A significant number of works in our corpus are collaborative in this broad sense. They range from translations genuinely produced in tandem by an author and his helpers (collaborative translations, e.g., Sebastian Castellio’s De l’impunité des hérétiques) to translations that were 100% allographic but published with the consent of their original authors (authorized translations, e.g., Antonio Possevino’s Moscovia, translated into Italian by his nephew Giovanni Battista; or Guillaume Rondelet’s Libri de piscibus marinis, translated into French by Rondelet’s student Laurent Joubert). Other cases sit somewhere along this spectrum of authorial agency, being largely allographic but reviewed and sometimes revised/augmented by the original authors (supervised translations): for instance, three famous works by René Descartes (Discours de la méthode, Meditationes de prima philosophia, Principia philosophiae) were translated by friends or collaborators, but Descartes carefully reviewed their work and not only made changes and improvements but in some cases added more content, including an important new preface for the French Principes.
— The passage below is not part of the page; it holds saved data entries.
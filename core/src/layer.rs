//! Kernel stack layers - the vertical tiers of the rendered diagram.
//!
//! Every label, short id, CSS class, and rendering order lives here; nothing
//! else in the workspace spells out a layer string.

use std::fmt;

use serde::de::{self, Visitor};
use serde::{Deserialize, Deserializer, Serialize, Serializer};

/// A layer of the Linux kernel networking stack.
///
/// Serialized by display label (e.g. `"Transport Layer"`), which is what the
/// frontend matches on. Unknown labels fail deserialization.
#[derive(Debug, Clone, Copy, PartialEq, Eq, Hash, PartialOrd, Ord)]
pub enum Layer {
    /// Syscall interface: `write()`, `sendto()`, `sendmsg()`.
    UserSpace,
    /// Socket abstraction, where the socket API meets protocol code.
    Socket,
    /// L4: TCP, UDP, SCTP.
    Transport,
    /// L3: IPv4, IPv6 routing and output.
    Network,
    /// L2: qdisc and neighbor subsystem.
    DataLink,
    /// Device drivers handing the packet to the NIC.
    Driver,
}

impl Layer {
    /// All layers in rendering order, top of the diagram first.
    pub const ALL: [Layer; 6] = [
        Layer::UserSpace,
        Layer::Socket,
        Layer::Transport,
        Layer::Network,
        Layer::DataLink,
        Layer::Driver,
    ];

    /// Display label, also the wire representation.
    pub fn label(&self) -> &'static str {
        match self {
            Layer::UserSpace => "User Space",
            Layer::Socket => "Socket Layer",
            Layer::Transport => "Transport Layer",
            Layer::Network => "Network Layer",
            Layer::DataLink => "Data Link Layer",
            Layer::Driver => "Device Driver",
        }
    }

    /// Short identifier used in the contract metadata.
    pub fn short_id(&self) -> &'static str {
        match self {
            Layer::UserSpace => "user",
            Layer::Socket => "socket",
            Layer::Transport => "transport",
            Layer::Network => "network",
            Layer::DataLink => "datalink",
            Layer::Driver => "driver",
        }
    }

    /// CSS class the frontend styles the tier with.
    pub fn css_class(&self) -> &'static str {
        match self {
            Layer::UserSpace => "layer-user",
            Layer::Socket => "layer-socket",
            Layer::Transport => "layer-transport",
            Layer::Network => "layer-network",
            Layer::DataLink => "layer-datalink",
            Layer::Driver => "layer-driver",
        }
    }

    /// Rendering order, 0 = top of the diagram.
    pub fn order(&self) -> usize {
        match self {
            Layer::UserSpace => 0,
            Layer::Socket => 1,
            Layer::Transport => 2,
            Layer::Network => 3,
            Layer::DataLink => 4,
            Layer::Driver => 5,
        }
    }

    /// Parse a display label back into a layer.
    pub fn from_label(label: &str) -> Option<Layer> {
        Layer::ALL.into_iter().find(|l| l.label() == label)
    }
}

impl fmt::Display for Layer {
    fn fmt(&self, f: &mut fmt::Formatter<'_>) -> fmt::Result {
        f.write_str(self.label())
    }
}

impl Serialize for Layer {
    fn serialize<S: Serializer>(&self, serializer: S) -> Result<S::Ok, S::Error> {
        serializer.serialize_str(self.label())
    }
}

impl<'de> Deserialize<'de> for Layer {
    fn deserialize<D: Deserializer<'de>>(deserializer: D) -> Result<Self, D::Error> {
        struct LabelVisitor;

        impl Visitor<'_> for LabelVisitor {
            type Value = Layer;

            fn expecting(&self, f: &mut fmt::Formatter<'_>) -> fmt::Result {
                f.write_str("a kernel layer label such as \"Transport Layer\"")
            }

            fn visit_str<E: de::Error>(self, value: &str) -> Result<Layer, E> {
                Layer::from_label(value)
                    .ok_or_else(|| E::custom(format!("unknown kernel layer label: {value:?}")))
            }
        }

        deserializer.deserialize_str(LabelVisitor)
    }
}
Finally, some translations were largely or entirely authorial, but were revised by somebody else prior to publication (revised by allographic translator, e.g. Pietro Bembo's Historia vinitiana or Charles Estienne's Agriculture et maison rustique)
While including such works in a database of self-translations might seem objectionable, leaving them out is even more problematic. For:
1) how can we be sure that even works marketed as ‘pure’ self-translations did not in fact result from invisible and unacknowledged collaborative processes?
2) Many of these works do after all contain important authorial elements, even though in many cases it can be difficult to distinguish the author’s contribution from that of other actors.
It should also be noted that these works were all marketed as fully authorized, and thus partook of the same authorial aura that characterized "pure" self-translations and (arguably) made them palatable to contemporary readers.
Above: Etienne de Courcelles's Latin translation (Specimina philosophiae, 1644) of René Descartes' Discours de la méthode, avec les Essais de cette méthode (1637) is a paradigmatic case of allographic supervised translation. The work contained a preliminary note by Descartes himself, which stated: “These essays, which I wrote in French and published seven years ago, were shortly afterwards translated by a friend into Latin, and this translation was handed over to me in order that I may freely change anything that displeased me in it. And so I did, in various places, but perhaps I neglected many others still; and one will be able to distinguish the latter from the former in that the faithful translator has nearly everywhere attempted to translate word for word, whereas I have often changed down to the very sentences, and I have made an effort to correct, not the translator’s words, but my own meaning everywhere.” Corinne Vermeulen has carefully studied the nature of these changes in her 2007 PhD thesis (Utrecht). Image: GoogleBooks.